When addressing the need for income, the discussion tends to lean towards lifetime versus non-lifetime income (income rider / no income rider). Additionally, an overview of bucket modeling as a potential solution invariably enters the discussion.
Whenever we cover the use of income riders to support a retirement income plan, we acknowledge there are definitely two sides of the coin. The following points are commonly presented:
- Lifetime income stream that can NEVER be outlived, while providing the look and feel of a pension
- Pooling of mortality credits
- Sequence of returns
- Alternative to traditional fixed income solutions that provide greater returns in a flat interest rate environment
- Protection from downside losses
- There is typically a fee associated to an income rider
- The fee can cause drag on the account value in negative or zero interest years
- Should a client's income needs change, it becomes difficult to move the asset
- Becomes a “dead” asset in your book
THE BUCKET MODEL Are you familiar with the bucket planning model and how to utilize multiple solutions to address income needs? Bucket modeling includes: laddering annuity solutions with and without guaranteed income riders, use of index universal life policies for additional control and tax benefits, LTC components that help avoid exhausting the portfolio in later years, and more. In our experience, the use of the bucket planning concept provides greater control, flexibility and income for your clients.

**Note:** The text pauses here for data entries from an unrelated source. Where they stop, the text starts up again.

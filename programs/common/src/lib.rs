#![no_std]

pub mod types;
pub mod math;
pub mod error;
pub mod account;
pub mod instruction;

pub use types::*;
pub use math::*;
pub use error::*;
pub use account::*;
pub use instruction::*;
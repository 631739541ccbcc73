//! CPAMM Integration Tests
//!
//! End-to-end scenarios run through the sim ledger, which applies engine
//! transitions the same way the on-chain processor does. Shared fixtures live
//! here.

use cpamm_common::AmmError;
use cpamm_program::{engine, InitializeParams, PoolState};
use cpamm_sim::Ledger;
use pinocchio::pubkey::Pubkey;

pub const ADMIN: Pubkey = [0xAD; 32];
pub const ALICE: Pubkey = [0xA1; 32];
pub const BOB: Pubkey = [0xB0; 32];
pub const MINT_X: Pubkey = [0x01; 32];
pub const MINT_Y: Pubkey = [0x02; 32];

/// Starting token balance of every funded user
pub const FUNDING: u64 = 10_000_000_000;

pub fn pool_params(seed: u64, fee_bps: u16) -> InitializeParams {
    InitializeParams {
        seed,
        fee_bps,
        authority: Some(ADMIN),
        mint_x: MINT_X,
        mint_y: MINT_Y,
        bump: 255,
        lp_bump: 254,
    }
}

/// Ledger with one empty pool and ALICE/BOB funded in both mints
pub fn ledger_with_pool(seed: u64, fee_bps: u16) -> Ledger {
    let mut ledger = Ledger::new();
    ledger
        .create_pool(&pool_params(seed, fee_bps))
        .expect("pool creation");
    for user in [ALICE, BOB] {
        ledger.fund(user, MINT_X, FUNDING).expect("funding");
        ledger.fund(user, MINT_Y, FUNDING).expect("funding");
    }
    ledger
}

/// Standalone pool state seeded with a first deposit of (x, y)
pub fn seeded_pool(fee_bps: u16, x: u64, y: u64) -> Result<PoolState, AmmError> {
    let pool = engine::initialize(&pool_params(1, fee_bps))?;
    Ok(engine::deposit(&pool, 0, x, y)?.next)
}
use cpamm_program::AmmInstruction;
use proptest::prelude::*;

proptest! {
    #[test]
    fn fuzz_instruction_decode(data in proptest::collection::vec(any::<u8>(), 0..128)) {
        // Must never panic; anything accepted must re-encode to the same bytes
        if let Ok(ix) = AmmInstruction::unpack(&data) {
            let mut buf = [0u8; 64];
            let n = ix.pack_into(&mut buf).unwrap();
            if let AmmInstruction::Initialize { authority: None, .. } = ix {
                // Authority bytes are ignored when the flag is off
                prop_assert_eq!(n, data.len());
            } else {
                prop_assert_eq!(&buf[..n], &data[..]);
            }
        }
    }
}
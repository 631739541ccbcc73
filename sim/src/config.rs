//! Scenario configuration

use anyhow::{Context, Result};
use cpamm_common::SwapDirection;
use pinocchio::pubkey::Pubkey;
use serde::{Deserialize, Serialize};
use thiserror::Error;

#[derive(Debug, Clone, PartialEq, Eq, Error)]
pub enum ScenarioError {
    #[error("invalid identity '{0}': expected a base58 key or a 1-32 byte name")]
    InvalidIdentity(String),

    #[error("pool {seed} setup failed: {source}")]
    Setup {
        seed: u64,
        source: crate::ledger::LedgerError,
    },

    #[error("pool {seed} report failed: {error}")]
    Report {
        seed: u64,
        error: cpamm_common::AmmError,
    },

    #[error("funding {owner} with {mint} failed: {source}")]
    Funding {
        owner: String,
        mint: String,
        source: crate::ledger::LedgerError,
    },
}

/// A scenario: pools to create, balances to fund, operations to run
#[derive(Debug, Clone, PartialEq, Eq, Serialize, Deserialize)]
pub struct Scenario {
    #[serde(default)]
    pub pools: Vec<PoolSpec>,

    #[serde(default)]
    pub funding: Vec<Funding>,

    #[serde(default)]
    pub steps: Vec<Step>,
}

#[derive(Debug, Clone, PartialEq, Eq, Serialize, Deserialize)]
pub struct PoolSpec {
    pub seed: u64,

    /// Swap fee in basis points
    pub fee_bps: u16,

    /// Lock/unlock authority; pools without one can never be locked
    #[serde(default)]
    pub authority: Option<String>,

    pub mint_x: String,
    pub mint_y: String,
}

#[derive(Debug, Clone, PartialEq, Eq, Serialize, Deserialize)]
pub struct Funding {
    pub owner: String,
    pub mint: String,
    pub amount: u64,
}

#[derive(Debug, Clone, Copy, PartialEq, Eq, Serialize, Deserialize)]
#[serde(rename_all = "snake_case")]
pub enum Direction {
    XToY,
    YToX,
}

impl From<Direction> for SwapDirection {
    fn from(d: Direction) -> Self {
        match d {
            Direction::XToY => SwapDirection::XToY,
            Direction::YToX => SwapDirection::YToX,
        }
    }
}

#[derive(Debug, Clone, PartialEq, Eq, Serialize, Deserialize)]
#[serde(tag = "op", rename_all = "snake_case")]
pub enum Action {
    Deposit {
        lp_amount: u64,
        max_x: u64,
        max_y: u64,
    },
    Withdraw {
        lp_amount: u64,
        #[serde(default)]
        min_x: u64,
        #[serde(default)]
        min_y: u64,
    },
    Swap {
        amount_in: u64,
        direction: Direction,
        #[serde(default)]
        min_out: u64,
    },
    Lock,
    Unlock,
}

#[derive(Debug, Clone, PartialEq, Eq, Serialize, Deserialize)]
pub struct Step {
    pub pool: u64,
    pub caller: String,

    #[serde(flatten)]
    pub action: Action,

    /// Expected error name (e.g. "SlippageExceeded"); absent means success
    #[serde(default, skip_serializing_if = "Option::is_none")]
    pub expect: Option<String>,
}

/// Resolve a scenario identity into a 32-byte key
///
/// Base58 strings that decode to exactly 32 bytes are taken as keys; anything
/// else of 1..=32 bytes is zero-padded.
pub fn parse_identity(s: &str) -> std::result::Result<Pubkey, ScenarioError> {
    if let Ok(bytes) = bs58::decode(s).into_vec() {
        if let Ok(key) = <[u8; 32]>::try_from(bytes.as_slice()) {
            return Ok(key);
        }
    }
    let raw = s.as_bytes();
    if raw.is_empty() || raw.len() > 32 {
        return Err(ScenarioError::InvalidIdentity(s.to_string()));
    }
    let mut key = [0u8; 32];
    key[..raw.len()].copy_from_slice(raw);
    Ok(key)
}

/// Display form of an identity: the name if it was padded, base58 otherwise
pub fn display_identity(key: &Pubkey) -> String {
    let len = key.iter().rposition(|b| *b != 0).map_or(0, |i| i + 1);
    match std::str::from_utf8(&key[..len]) {
        Ok(name) if len > 0 && name.chars().all(|c| c.is_ascii_graphic()) => name.to_string(),
        _ => bs58::encode(key).into_string(),
    }
}

impl Scenario {
    /// Scenario path: `CPAMM_SCENARIO`, else the first CLI argument, else `scenario.toml`
    pub fn path() -> String {
        let raw = std::env::var("CPAMM_SCENARIO")
            .ok()
            .or_else(|| std::env::args().nth(1))
            .unwrap_or_else(|| "scenario.toml".to_string());
        shellexpand::tilde(&raw).into_owned()
    }

    /// Load a scenario from TOML
    pub fn load(path: &str) -> Result<Self> {
        let path = shellexpand::tilde(path).into_owned();
        let scenario_str = std::fs::read_to_string(&path)
            .context(format!("Failed to read scenario file: {}", path))?;

        Self::from_toml(&scenario_str)
    }

    pub fn from_toml(s: &str) -> Result<Self> {
        toml::from_str(s).context("Failed to parse scenario TOML")
    }

    /// Reference scenario: one pool through deposit, swap and lock, and a
    /// second pool at 300M/450M for the swap pricing check
    pub fn reference() -> Self {
        let step = |pool: u64, caller: &str, action: Action, expect: Option<&str>| Step {
            pool,
            caller: caller.to_string(),
            action,
            expect: expect.map(str::to_string),
        };
        let pool = |seed: u64| PoolSpec {
            seed,
            fee_bps: 300,
            authority: Some("admin".to_string()),
            mint_x: "mint-x".to_string(),
            mint_y: "mint-y".to_string(),
        };
        let funding = ["alice", "bob"]
            .iter()
            .flat_map(|owner| {
                ["mint-x", "mint-y"].iter().map(move |mint| Funding {
                    owner: owner.to_string(),
                    mint: mint.to_string(),
                    amount: 1_000_000_000,
                })
            })
            .collect();

        Self {
            pools: vec![pool(12345), pool(7)],
            funding,
            steps: vec![
                step(
                    12345,
                    "alice",
                    Action::Deposit {
                        lp_amount: 0,
                        max_x: 200_000_000,
                        max_y: 300_000_000,
                    },
                    None,
                ),
                step(
                    12345,
                    "bob",
                    Action::Deposit {
                        lp_amount: 50_000_000,
                        max_x: 40_000_000,
                        max_y: 70_000_000,
                    },
                    Some("SlippageExceeded"),
                ),
                step(
                    12345,
                    "bob",
                    Action::Deposit {
                        lp_amount: 50_000_000,
                        max_x: 40_824_830,
                        max_y: 61_237_244,
                    },
                    None,
                ),
                step(
                    7,
                    "alice",
                    Action::Deposit {
                        lp_amount: 0,
                        max_x: 300_000_000,
                        max_y: 450_000_000,
                    },
                    None,
                ),
                step(
                    7,
                    "bob",
                    Action::Swap {
                        amount_in: 10_000_000,
                        direction: Direction::XToY,
                        min_out: 14_000_000,
                    },
                    None,
                ),
                step(12345, "bob", Action::Lock, Some("Unauthorized")),
                step(12345, "admin", Action::Lock, None),
                step(
                    12345,
                    "bob",
                    Action::Swap {
                        amount_in: 10_000_000,
                        direction: Direction::XToY,
                        min_out: 0,
                    },
                    Some("PoolLocked"),
                ),
                step(12345, "admin", Action::Unlock, None),
                step(
                    12345,
                    "alice",
                    Action::Withdraw {
                        lp_amount: 100_000_000,
                        min_x: 0,
                        min_y: 0,
                    },
                    None,
                ),
            ],
        }
    }

    /// Write the reference scenario to file
    pub fn write_default(path: &str) -> Result<()> {
        let scenario = Self::reference();
        let toml_str = toml::to_string_pretty(&scenario)
            .context("Failed to serialize scenario")?;

        std::fs::write(path, toml_str)
            .context(format!("Failed to write scenario to {}", path))?;

        log::info!("Created default scenario at {}", path);
        Ok(())
    }
}
//! Pool error taxonomy
//!
//! Every error is terminal for the call that produced it: the engine never
//! applies a partial transition. Codes are stable and surface on-chain as
//! `ProgramError::Custom(code)`.

use core::fmt;
use pinocchio::program_error::ProgramError;

#[repr(u32)]
#[derive(Debug, Clone, Copy, PartialEq, Eq)]
pub enum AmmError {
    /// Fee outside 0..=10_000 basis points
    InvalidFee = 6000,
    /// Both pool assets share the same mint
    DuplicateMint = 6001,
    /// First deposit with a zero side, or zero LP issuance
    ZeroLiquidity = 6002,
    /// Realized amounts fell outside the caller's bounds
    SlippageExceeded = 6003,
    /// Pool is locked for deposit/withdraw/swap
    PoolLocked = 6004,
    /// Reserves cannot cover the requested output
    InsufficientLiquidity = 6005,
    /// Caller is not the pool authority
    Unauthorized = 6006,
    /// Checked arithmetic overflowed or underflowed
    ArithmeticOverflow = 6007,
    /// Division with a zero divisor
    DivisionByZero = 6008,
    /// Zero amount where a positive amount is required
    InvalidAmount = 6009,
    /// Caller balance is below the amount being spent
    InsufficientBalance = 6010,
    /// lock() on a locked pool
    AlreadyLocked = 6011,
    /// unlock() on an unlocked pool
    AlreadyUnlocked = 6012,
    /// A pool with this seed already exists
    PoolAlreadyExists = 6013,
    /// No pool with this seed
    PoolNotFound = 6014,
    /// Registry has no free slot
    RegistryFull = 6015,
    /// Transition was computed against an older pool version
    StaleState = 6016,
    /// Internal accounting invariant broken; never caller-recoverable
    InvariantViolation = 6017,
    /// Malformed instruction data
    InvalidInstruction = 6018,
    /// Account failed validation (owner, size, signer, layout)
    InvalidAccount = 6019,
}

impl AmmError {
    /// Stable numeric code
    #[inline]
    pub fn code(self) -> u32 {
        self as u32
    }

    /// Short human-readable description
    pub fn as_str(self) -> &'static str {
        match self {
            AmmError::InvalidFee => "fee must be between 0 and 10000 basis points",
            AmmError::DuplicateMint => "pool mints must be distinct",
            AmmError::ZeroLiquidity => "initial liquidity must be non-zero on both sides",
            AmmError::SlippageExceeded => "slippage bound exceeded",
            AmmError::PoolLocked => "pool is locked",
            AmmError::InsufficientLiquidity => "insufficient pool liquidity",
            AmmError::Unauthorized => "caller is not the pool authority",
            AmmError::ArithmeticOverflow => "arithmetic overflow",
            AmmError::DivisionByZero => "division by zero",
            AmmError::InvalidAmount => "amount must be non-zero",
            AmmError::InsufficientBalance => "insufficient balance",
            AmmError::AlreadyLocked => "pool is already locked",
            AmmError::AlreadyUnlocked => "pool is already unlocked",
            AmmError::PoolAlreadyExists => "pool already exists",
            AmmError::PoolNotFound => "pool not found",
            AmmError::RegistryFull => "pool registry is full",
            AmmError::StaleState => "pool state changed since the transition was computed",
            AmmError::InvariantViolation => "pool invariant violated",
            AmmError::InvalidInstruction => "invalid instruction data",
            AmmError::InvalidAccount => "invalid account",
        }
    }

    /// Expected outcomes the caller can retry with adjusted inputs
    pub fn is_recoverable(self) -> bool {
        matches!(
            self,
            AmmError::SlippageExceeded | AmmError::StaleState | AmmError::InsufficientBalance
        )
    }
}

impl fmt::Display for AmmError {
    fn fmt(&self, f: &mut fmt::Formatter<'_>) -> fmt::Result {
        f.write_str(self.as_str())
    }
}

impl From<AmmError> for ProgramError {
    fn from(e: AmmError) -> Self {
        ProgramError::Custom(e.code())
    }
}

We've found that income planning is not a one-size-fits-all scenario, however, many advisors position FIAs with lifetime income benefits as the solution for income planning. The idea of providing only one solution for income needs will leave you in the dust as others implement a comprehensive income planning platform. Contact me today at (866) 866-7050 ext. 1105 or email@example.com to discuss your income planning strategies/methods and how to create a successful income bucket modeling solutions.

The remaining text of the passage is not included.